Da tempo si parla di lotte interne alla Sigi, di divisioni con una parte dei 24 soci che evidentemente non è più disposta a dare seguito a quell’atto d’amore di cui tanto spesso si parla da un anno a questa parte. Un amore misto ad eroismo secondo quanto evidenziato da più parti. Fino ad arrivare all’amara realtà. Oggi il Catania rischia di sparire dai professionisti e di essere costretto ad un anno senza calcio. Qualcosa di drammaticamente possibile se la Sigi non metterà mano al portafoglio e non entreranno in società nuove figure imprenditoriali capaci di reggere il peso economico-finanziario.

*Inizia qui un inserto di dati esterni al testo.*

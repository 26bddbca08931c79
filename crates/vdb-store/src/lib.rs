pub mod error;
pub mod scalar;
pub mod wal;

pub use error::StoreError;
pub use scalar::ScalarStore;
pub use wal::{Wal, WalRecord, WalReplay};
use std::collections::BTreeMap;
use std::sync::Arc;

use openraft::{BasicNode, Config};
use vdb_db::VectorDatabase;

use crate::error::ReplicationError;
use crate::log_store::LogStore;
use crate::network::PeerClientFactory;
use crate::state_machine::StateMachine;
use crate::types::{NodeId, Raft, TypeConfig, UpsertRequest};

#[derive(Debug, Clone, serde::Serialize)]
pub struct NodeStatus {
    pub node_id: NodeId,
    pub endpoint: String,
    pub state: String,
    pub last_log_idx: u64,
    pub last_succ_resp_us: u64,
}

/// The replication-facing handle a node process wires up once at startup.
///
/// Election timeouts are suppressed until `enable_election_timeout` is
/// called explicitly: a node that just replayed its WAL and is waiting to
/// be told about the rest of the cluster should not spontaneously start a
/// campaign before it even knows who its peers are.
pub struct ReplicationCore {
    id: NodeId,
    raft: Raft,
}

impl ReplicationCore {
    pub async fn new(
        id: NodeId,
        addr: String,
        db: Arc<VectorDatabase>,
    ) -> Result<Self, ReplicationError> {
        let config = Arc::new(
            Config::default()
                .validate()
                .map_err(|err| ReplicationError::Fatal(err.to_string()))?,
        );

        let log_store = LogStore::default();
        let state_machine = StateMachine::new(db);
        let network = PeerClientFactory;

        let raft = Raft::new(id, config, network, log_store, state_machine)
            .await
            .map_err(|err| ReplicationError::Fatal(err.to_string()))?;

        // Parked until a caller has learned about the rest of the cluster
        // and calls `enable_election_timeout` explicitly.
        raft.enable_elect(false);

        let mut members = BTreeMap::new();
        members.insert(id, BasicNode::new(addr));
        raft.initialize(members)
            .await
            .map_err(|err| ReplicationError::Fatal(err.to_string()))?;

        Ok(Self { id, raft })
    }

    pub fn self_info(&self) -> NodeId {
        self.id
    }

    /// Builds the gRPC-facing handle a node binds once at startup to
    /// receive RPCs from peers; cheap to construct since `Raft` is itself
    /// a clonable handle over the shared runtime state.
    pub fn transport_server(&self) -> crate::network::TransportServer {
        crate::network::TransportServer::new(self.raft.clone())
    }

    /// Allows this node to start or respond to elections. Called once a
    /// node has learned about the rest of the cluster topology, not at
    /// construction time.
    pub async fn enable_election_timeout(&self) {
        self.raft.enable_elect(true);
    }

    pub async fn is_leader(&self) -> bool {
        self.raft.current_leader().await == Some(self.id)
    }

    pub async fn list_peers(&self) -> Vec<(NodeId, String)> {
        let metrics = self.raft.metrics().borrow().clone();
        metrics
            .membership_config
            .nodes()
            .map(|(id, node)| (*id, node.addr.clone()))
            .collect()
    }

    /// One row per `/admin/listNode`: current committed index and whether
    /// this node believes itself leader, follower, or candidate.
    pub async fn list_nodes(&self) -> Vec<NodeStatus> {
        let metrics = self.raft.metrics().borrow().clone();
        let leader = metrics.current_leader;
        metrics
            .membership_config
            .nodes()
            .map(|(id, node)| NodeStatus {
                node_id: *id,
                endpoint: node.addr.clone(),
                state: if leader == Some(*id) { "leader" } else { "follower" }.to_string(),
                last_log_idx: metrics.last_log_index.unwrap_or(0),
                last_succ_resp_us: 0,
            })
            .collect()
    }

    pub async fn self_status(&self) -> NodeStatus {
        self.list_nodes()
            .await
            .into_iter()
            .find(|n| n.node_id == self.id)
            .unwrap_or(NodeStatus {
                node_id: self.id,
                endpoint: String::new(),
                state: "unknown".into(),
                last_log_idx: 0,
                last_succ_resp_us: 0,
            })
    }

    /// Proposes one upsert through consensus; only the leader can call
    /// this successfully, every other node must fail fast so the HTTP
    /// layer can redirect the caller instead of hanging.
    pub async fn append(&self, payload: String) -> Result<u64, ReplicationError> {
        if !self.is_leader().await {
            return Err(ReplicationError::NotLeader);
        }
        let response = self
            .raft
            .client_write(UpsertRequest { payload })
            .await
            .map_err(|err| match err {
                openraft::error::RaftError::APIError(
                    openraft::error::ClientWriteError::ForwardToLeader(_),
                ) => ReplicationError::NotLeader,
                other => ReplicationError::Fatal(other.to_string()),
            })?;
        Ok(response.log_id.index)
    }

    /// Adds a new voting member to the cluster. Only meaningful when
    /// called against the current leader.
    pub async fn add_server(&self, id: NodeId, addr: String) -> Result<(), ReplicationError> {
        self.raft
            .add_learner(id, BasicNode::new(addr), true)
            .await
            .map_err(|err| ReplicationError::Fatal(err.to_string()))?;

        let mut members = self.list_peers().await.into_iter().map(|(id, _)| id).collect::<std::collections::BTreeSet<_>>();
        members.insert(id);
        self.raft
            .change_membership(members, false)
            .await
            .map_err(|err| ReplicationError::Fatal(err.to_string()))?;
        Ok(())
    }
}
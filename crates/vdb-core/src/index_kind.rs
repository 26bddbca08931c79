/// Which vector index variant a write or search targets.
#[derive(Debug, Clone, Copy, PartialEq, Eq, Hash, serde::Serialize, serde::Deserialize)]
pub enum IndexKind {
    Flat,
    Hnsw,
}

impl IndexKind {
    /// Numeric tag used for snapshot file names (`<type_id>.index`),
    /// matching the numbering the filter index's "FILTER" slot follows
    /// in the durability layer (`2`).
    pub fn type_id(self) -> u8 {
        match self {
            Self::Flat => 0,
            Self::Hnsw => 1,
        }
    }

    pub fn as_str(self) -> &'static str {
        match self {
            Self::Flat => "FLAT",
            Self::Hnsw => "HNSW",
        }
    }

    pub fn parse(s: &str) -> Option<Self> {
        match s.to_ascii_uppercase().as_str() {
            "FLAT" => Some(Self::Flat),
            "HNSW" => Some(Self::Hnsw),
            _ => None,
        }
    }
}

impl std::fmt::Display for IndexKind {
    fn fmt(&self, f: &mut std::fmt::Formatter<'_>) -> std::fmt::Result {
        f.write_str(self.as_str())
    }
}

/// WAL fsync discipline, selectable at startup.
#[derive(Debug, Clone, Copy, PartialEq, Eq)]
pub enum Durability {
    /// fsync every append.
    Strict,
    /// Flush to the OS page cache only; fastest, weakest guarantee.
    Async,
    /// Flush every append, fsync on a background interval.
    Batch,
}

impl Durability {
    pub fn parse(s: &str) -> Option<Self> {
        match s.to_ascii_lowercase().as_str() {
            "strict" | "fsync" => Some(Self::Strict),
            "async" => Some(Self::Async),
            "batch" => Some(Self::Batch),
            _ => None,
        }
    }
}

impl Default for Durability {
    fn default() -> Self {
        Self::Async
    }
}
use std::fs::{File, OpenOptions};
use std::io::{BufRead, BufReader, BufWriter, Write};
use std::path::{Path, PathBuf};
use std::sync::atomic::{AtomicU64, Ordering};

use parking_lot::Mutex;
use vdb_core::Durability;

use crate::error::StoreError;

const SNAPSHOT_WATERMARK_FILE: &str = "snapshots_MaxLogID";

/// Append-only text log: one record per line, `log_id|version|op|json`.
/// `log_id` is strictly monotonic and survives restart — `open` scans
/// the existing file once to seed the counter above the highest id seen.
pub struct Wal {
    writer: Mutex<BufWriter<File>>,
    path: PathBuf,
    mode: Durability,
    id_counter: AtomicU64,
}

#[derive(Debug, Clone)]
pub struct WalRecord {
    pub log_id: u64,
    pub version: u32,
    pub op: String,
    pub payload: String,
}

impl Wal {
    pub fn open(path: &Path, mode: Durability) -> Result<Self, StoreError> {
        let mut max_id = 0u64;
        if path.exists() {
            let file = File::open(path)?;
            for line in BufReader::new(file).lines() {
                let line = line?;
                if let Some(record) = parse_line(&line) {
                    max_id = max_id.max(record.log_id);
                }
            }
        }
        let file = OpenOptions::new().create(true).append(true).open(path)?;
        Ok(Self {
            writer: Mutex::new(BufWriter::new(file)),
            path: path.to_path_buf(),
            mode,
            id_counter: AtomicU64::new(max_id),
        })
    }

    fn next_id(&self) -> u64 {
        self.id_counter.fetch_add(1, Ordering::SeqCst) + 1
    }

    pub fn current_id(&self) -> u64 {
        self.id_counter.load(Ordering::SeqCst)
    }

    /// Appends a new record with a freshly minted `log_id`.
    pub fn append(&self, op: &str, payload_json: &str, version: u32) -> Result<u64, StoreError> {
        let log_id = self.next_id();
        self.write_line(log_id, version, op, payload_json)?;
        Ok(log_id)
    }

    /// Appends a record at a caller-supplied `log_id`, used by the
    /// replication layer so the local WAL's ids track its own commit
    /// index. Advances the local counter if the supplied id is ahead of
    /// it, so a subsequent local `append` never collides.
    pub fn append_raw(&self, log_id: u64, op: &str, payload_json: &str, version: u32) -> Result<(), StoreError> {
        self.id_counter.fetch_max(log_id, Ordering::SeqCst);
        self.write_line(log_id, version, op, payload_json)
    }

    fn write_line(&self, log_id: u64, version: u32, op: &str, payload_json: &str) -> Result<(), StoreError> {
        let line = format!("{log_id}|{version}|{op}|{payload_json}\n");
        let mut writer = self.writer.lock();
        writer.write_all(line.as_bytes())?;
        writer.flush()?;
        if matches!(self.mode, Durability::Strict) {
            writer.get_ref().sync_all()?;
        }
        Ok(())
    }

    pub fn fsync(&self) -> Result<(), StoreError> {
        let writer = self.writer.lock();
        writer.get_ref().sync_all()?;
        Ok(())
    }

    pub fn path(&self) -> &Path {
        &self.path
    }

    /// Reader over WAL lines with `log_id > last_snapshot_id`; entries at
    /// or below the watermark are already materialized in the snapshot
    /// and are skipped rather than replayed.
    pub fn replay(&self, last_snapshot_id: u64) -> Result<WalReplay, StoreError> {
        let file = File::open(&self.path)?;
        Ok(WalReplay { lines: BufReader::new(file).lines(), last_snapshot_id })
    }
}

pub struct WalReplay {
    lines: std::io::Lines<BufReader<File>>,
    last_snapshot_id: u64,
}

impl Iterator for WalReplay {
    type Item = Result<WalRecord, StoreError>;

    fn next(&mut self) -> Option<Self::Item> {
        loop {
            let line = match self.lines.next()? {
                Ok(l) => l,
                Err(e) => return Some(Err(StoreError::from(e))),
            };
            let Some(record) = parse_line(&line) else {
                // A line that doesn't match the grammar marks end of log.
                return None;
            };
            if record.log_id <= self.last_snapshot_id {
                continue;
            }
            return Some(Ok(record));
        }
    }
}

fn parse_line(line: &str) -> Option<WalRecord> {
    let mut parts = line.splitn(4, '|');
    let log_id = parts.next()?.parse().ok()?;
    let version = parts.next()?.parse().ok()?;
    let op = parts.next()?.to_string();
    let payload = parts.next()?.to_string();
    Some(WalRecord { log_id, version, op, payload })
}

pub fn read_snapshot_watermark(snapshot_dir: &Path) -> Result<u64, StoreError> {
    let path = snapshot_dir.join(SNAPSHOT_WATERMARK_FILE);
    if !path.exists() {
        return Ok(0);
    }
    let contents = std::fs::read_to_string(path)?;
    Ok(contents.trim().parse().unwrap_or(0))
}

pub fn write_snapshot_watermark(snapshot_dir: &Path, last_snapshot_id: u64) -> Result<(), StoreError> {
    std::fs::create_dir_all(snapshot_dir)?;
    let path = snapshot_dir.join(SNAPSHOT_WATERMARK_FILE);
    std::fs::write(path, last_snapshot_id.to_string())?;
    Ok(())
}

#[cfg(test)]
mod tests {
    use super::*;

    #[test]
    fn log_ids_are_strictly_monotonic() {
        let dir = tempfile::tempdir().unwrap();
        let wal = Wal::open(&dir.path().join("wal.log"), Durability::Strict).unwrap();
        let a = wal.append("upsert", "{}", 1).unwrap();
        let b = wal.append("upsert", "{}", 1).unwrap();
        let c = wal.append("upsert", "{}", 1).unwrap();
        assert!(a < b && b < c);
    }

    #[test]
    fn restart_continues_id_sequence_above_the_previous_max() {
        let dir = tempfile::tempdir().unwrap();
        let path = dir.path().join("wal.log");
        {
            let wal = Wal::open(&path, Durability::Strict).unwrap();
            wal.append("upsert", "{}", 1).unwrap();
            wal.append("upsert", "{}", 1).unwrap();
        }
        let wal = Wal::open(&path, Durability::Strict).unwrap();
        let next = wal.append("upsert", "{}", 1).unwrap();
        assert!(next > 2);
    }

    #[test]
    fn replay_skips_entries_at_or_below_the_snapshot_watermark() {
        let dir = tempfile::tempdir().unwrap();
        let wal = Wal::open(&dir.path().join("wal.log"), Durability::Strict).unwrap();
        let first = wal.append("upsert", "{\"id\":1}", 1).unwrap();
        wal.append("upsert", "{\"id\":2}", 1).unwrap();
        let records: Vec<_> = wal.replay(first).unwrap().collect::<Result<_, _>>().unwrap();
        assert_eq!(records.len(), 1);
        assert_eq!(records[0].payload, "{\"id\":2}");
    }

    #[test]
    fn snapshot_watermark_round_trips_through_the_sidecar_file() {
        let dir = tempfile::tempdir().unwrap();
        write_snapshot_watermark(dir.path(), 42).unwrap();
        assert_eq!(read_snapshot_watermark(dir.path()).unwrap(), 42);
    }

    #[test]
    fn missing_watermark_file_means_zero() {
        let dir = tempfile::tempdir().unwrap();
        assert_eq!(read_snapshot_watermark(dir.path()).unwrap(), 0);
    }
}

Non può bastare il solito contributo offerto dall’azionista di maggioranza Gaetano Nicolosi. E’ bene che tutti, ma proprio tutti, facciano la loro parte all’interno della proprietà del club etneo. Perchè si è perfettamente consapevoli delle difficoltà generate dalla pandemia con introiti pari a zero, ma la stessa SpA che ha sempre detto di basare il proprio interesse a rilevare la società dell’Elefante rispettando il concetto di passione per i colori rossazzurri, oggi non può mostrarsi così divisa e frammentata.
Altro che unità e rilancio, parole pronunciate nell’ultima conferenza stampa dell’avvocato Giovanni Ferraù, a cui va riconosciuto il merito di averci sempre messo la faccia ma senza mai fornire risposte convincenti su come portare avanti la baracca. Duole dirlo, purtroppo però forse qualcuno dimentica il bene più prezioso: il Calcio Catania, la difesa di 75 anni di storia in rappresentanza della decima città d’Italia per numero di abitanti. No, non si può disperdere un patrimonio così importante. Catania non merita tutto questo, non è possibile mortificare in questo modo i sogni di una grande tifoseria. Si faccia qualcosa per evitare uno scenario devastante.